As she hurried into the study, she found that her heart was beating at what seemed to be twice its normal rate. She picked up the receiver with a hand that shook visibly; curling her fingers round it, she said tensely, ‘Travis, it’s Emily. Is anything wrong?’
‘No…no, nothing like that. It’s just that my folks are planning a trip to England. They’re leaving in three months’ time, they both want to visit your part of the world and Gracie suggested that your uncle might be able to put them up for a couple of days and that you might be able to show them around. Feel free to say no, if it’s going to be too much trouble.’
Trouble… She wanted to laugh in sheer hysteria. Trouble was the man she had left standing on the stairs. Trouble was the feeling she got inside when she looked at him. Trouble was the sick, awful knowledge that she had got herself into a situation completely beyond her experience—a situation she had no hope of being able to cope with.
‘No,’ she heard herself saying. ‘It won’t be any trouble. If you could just let me have the dates when your parents will be here…’
They chatted for a few more minutes; her sister, it seemed, was out shopping with her mother-in-law-to-be, and, conscious both of the cost of the call and the fact that Matt Slater was probably still standing on the stairs waiting for her, Emily said her goodbyes as quickly as she could.
He was, and he broke off his conversation with her great-uncle when she reappeared, waiting until they were out of earshot to demand abruptly, ‘Why didn’t you tell me you were engaged?’
‘You never asked.’
There was an unexpectedly grim silence, almost as though he was angry with her, but why should he be?

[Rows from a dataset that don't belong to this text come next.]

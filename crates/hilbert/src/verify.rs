//! Independent check of a reconstructed history
//!
//! Re-derives every step from its recorded justification: axiom steps are
//! re-instantiated, modus ponens steps must cite earlier steps whose shapes
//! fit `(X => Y), X |- Y`.

use crate::inference::{substitute, Substitution};
use crate::pool::{Pool, Provenance};
use crate::trace::History;
use std::collections::HashSet;
use thiserror::Error;

#[derive(Error, Debug, Clone, PartialEq, Eq)]
pub enum VerificationError {
    #[error("step {step_idx}: fact {fact} is not an instance of its axiom template")]
    NotAnInstance { step_idx: usize, fact: usize },

    #[error("step {step_idx}: premise {premise} of fact {fact} does not appear earlier in the history")]
    PremiseNotBefore {
        step_idx: usize,
        fact: usize,
        premise: usize,
    },

    #[error("step {step_idx}: fact {fact} does not follow by modus ponens from its premises")]
    InvalidModusPonens { step_idx: usize, fact: usize },

    #[error("step {step_idx}: fact {fact} appears more than once")]
    Repeated { step_idx: usize, fact: usize },

    #[error("history is empty")]
    Empty,
}

/// Check every step of `history` against the facts in `pool`.
pub fn verify_history(pool: &Pool, history: &History) -> Result<(), VerificationError> {
    if history.is_empty() {
        return Err(VerificationError::Empty);
    }

    let mut seen = HashSet::new();
    for (step_idx, &id) in history.steps().iter().enumerate() {
        let fact = pool.fact(id);
        let fact_idx = id.as_usize();

        match &fact.provenance {
            Provenance::Axiom { template, bindings } => {
                let [a, b, c] = bindings.clone();
                match substitute(template, &Substitution::full(a, b, c)) {
                    Ok(instance) if instance == fact.formula => {}
                    _ => {
                        return Err(VerificationError::NotAnInstance {
                            step_idx,
                            fact: fact_idx,
                        })
                    }
                }
            }
            Provenance::ModusPonens {
                implication,
                antecedent,
            } => {
                for premise in [antecedent, implication] {
                    if !seen.contains(premise) || premise >= &id {
                        return Err(VerificationError::PremiseNotBefore {
                            step_idx,
                            fact: fact_idx,
                            premise: premise.as_usize(),
                        });
                    }
                }
                let fits = match pool.fact(*implication).formula.as_implies() {
                    Some((x, y)) => {
                        *x == pool.fact(*antecedent).formula && *y == fact.formula
                    }
                    None => false,
                };
                if !fits {
                    return Err(VerificationError::InvalidModusPonens {
                        step_idx,
                        fact: fact_idx,
                    });
                }
            }
            Provenance::Deduction => {}
        }

        if !seen.insert(id) {
            return Err(VerificationError::Repeated {
                step_idx,
                fact: fact_idx,
            });
        }
    }
    Ok(())
}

‘I see. Where is he? Why isn’t he with you?’
‘He had to go back to Australia.’
‘And because he wasn’t available, you made love with me, as a substitute—is that it?’ he accused.
They were outside his room now. Emily stopped, wishing she could find a way of ending this awful ordeal. Keeping her face averted, she shrugged nonchalantly and, she felt, unconvincingly.
‘I…I suppose I was missing him so much that…’ Her voice trailed off uncomfortably as she tried and failed to imagine herself, if she had been engaged to anyone, actually making love with someone else.
‘You were missing him so much that you used me to relieve your sexual need.’ He sounded furiously, bitterly angry, Emily recognised numbly, and hearing it put into words, and such words, made her shudder with self-loathing—but there was no way out now.
‘Yes. Yes, I’m afraid I did.’
There was an odd quality to his silence, but she couldn’t risk looking at him to see why. ‘This is your room,’ she told him stiffly, pushing open the door. ‘I’ll leave you to settle in. Uncle John likes to have dinner at eight-thirty.’
She was starting to turn away from him when he reached out and took hold of her arm, restraining her. ‘Tell me something,’ he enquired softly. ‘Is there any likelihood that you’re—er…going to miss this fiancé of yours while I’m staying here as a guest of your uncle? Because if there is…’
This was what she had been dreading. What she had tried to protect herself against, ever since she had stood in the hallway and seen that sharp, assessing look in his eyes.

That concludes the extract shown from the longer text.